'''

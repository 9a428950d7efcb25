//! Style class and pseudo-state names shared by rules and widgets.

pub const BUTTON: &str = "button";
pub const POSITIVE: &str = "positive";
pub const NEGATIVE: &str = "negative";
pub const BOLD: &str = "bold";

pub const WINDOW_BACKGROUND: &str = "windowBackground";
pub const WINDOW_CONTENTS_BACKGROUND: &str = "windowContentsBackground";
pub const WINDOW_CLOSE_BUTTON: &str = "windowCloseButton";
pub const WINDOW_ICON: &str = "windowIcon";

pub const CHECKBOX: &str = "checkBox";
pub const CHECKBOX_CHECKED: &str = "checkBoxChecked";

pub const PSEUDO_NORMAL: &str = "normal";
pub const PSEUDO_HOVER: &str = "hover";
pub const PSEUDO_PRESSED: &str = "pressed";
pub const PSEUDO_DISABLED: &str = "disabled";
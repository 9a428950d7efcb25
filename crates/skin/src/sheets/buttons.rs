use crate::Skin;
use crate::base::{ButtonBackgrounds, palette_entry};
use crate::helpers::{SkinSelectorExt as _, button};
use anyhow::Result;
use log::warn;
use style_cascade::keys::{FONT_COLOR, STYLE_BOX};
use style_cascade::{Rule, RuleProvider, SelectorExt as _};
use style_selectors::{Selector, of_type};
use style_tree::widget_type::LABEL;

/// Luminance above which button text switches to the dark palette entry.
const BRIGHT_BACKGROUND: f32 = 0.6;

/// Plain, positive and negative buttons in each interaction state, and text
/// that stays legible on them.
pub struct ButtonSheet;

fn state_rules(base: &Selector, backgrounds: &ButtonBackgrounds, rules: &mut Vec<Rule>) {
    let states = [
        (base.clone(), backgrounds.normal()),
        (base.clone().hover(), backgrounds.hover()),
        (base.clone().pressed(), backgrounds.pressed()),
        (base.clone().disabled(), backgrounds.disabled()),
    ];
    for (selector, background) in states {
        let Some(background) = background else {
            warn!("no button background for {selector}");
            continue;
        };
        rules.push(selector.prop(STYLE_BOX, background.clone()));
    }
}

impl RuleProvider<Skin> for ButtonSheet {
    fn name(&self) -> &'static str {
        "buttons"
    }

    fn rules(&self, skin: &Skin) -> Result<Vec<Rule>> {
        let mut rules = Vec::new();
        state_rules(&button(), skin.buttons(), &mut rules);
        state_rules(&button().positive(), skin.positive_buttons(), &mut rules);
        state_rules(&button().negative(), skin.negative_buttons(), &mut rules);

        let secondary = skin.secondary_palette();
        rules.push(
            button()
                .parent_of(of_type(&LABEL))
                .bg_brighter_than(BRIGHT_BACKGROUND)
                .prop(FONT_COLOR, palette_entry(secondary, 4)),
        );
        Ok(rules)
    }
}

'''

Task statement: Starting with the first line above and ending with the line that holds "pub const CHECKBOX_CHECKED: &str", restate each line word for word and add nothing else.

Answer area:
repository 9a428950d7efcb25
//! Style class and pseudo-state names shared by rules and widgets.

pub const BUTTON: &str = "button";
pub const POSITIVE: &str = "positive";
pub const NEGATIVE: &str = "negative";
pub const BOLD: &str = "bold";

pub const WINDOW_BACKGROUND: &str = "windowBackground";
pub const WINDOW_CONTENTS_BACKGROUND: &str = "windowContentsBackground";
pub const WINDOW_CLOSE_BUTTON: &str = "windowCloseButton";
pub const WINDOW_ICON: &str = "windowIcon";

pub const CHECKBOX: &str = "checkBox";
pub const CHECKBOX_CHECKED: &str = "checkBoxChecked";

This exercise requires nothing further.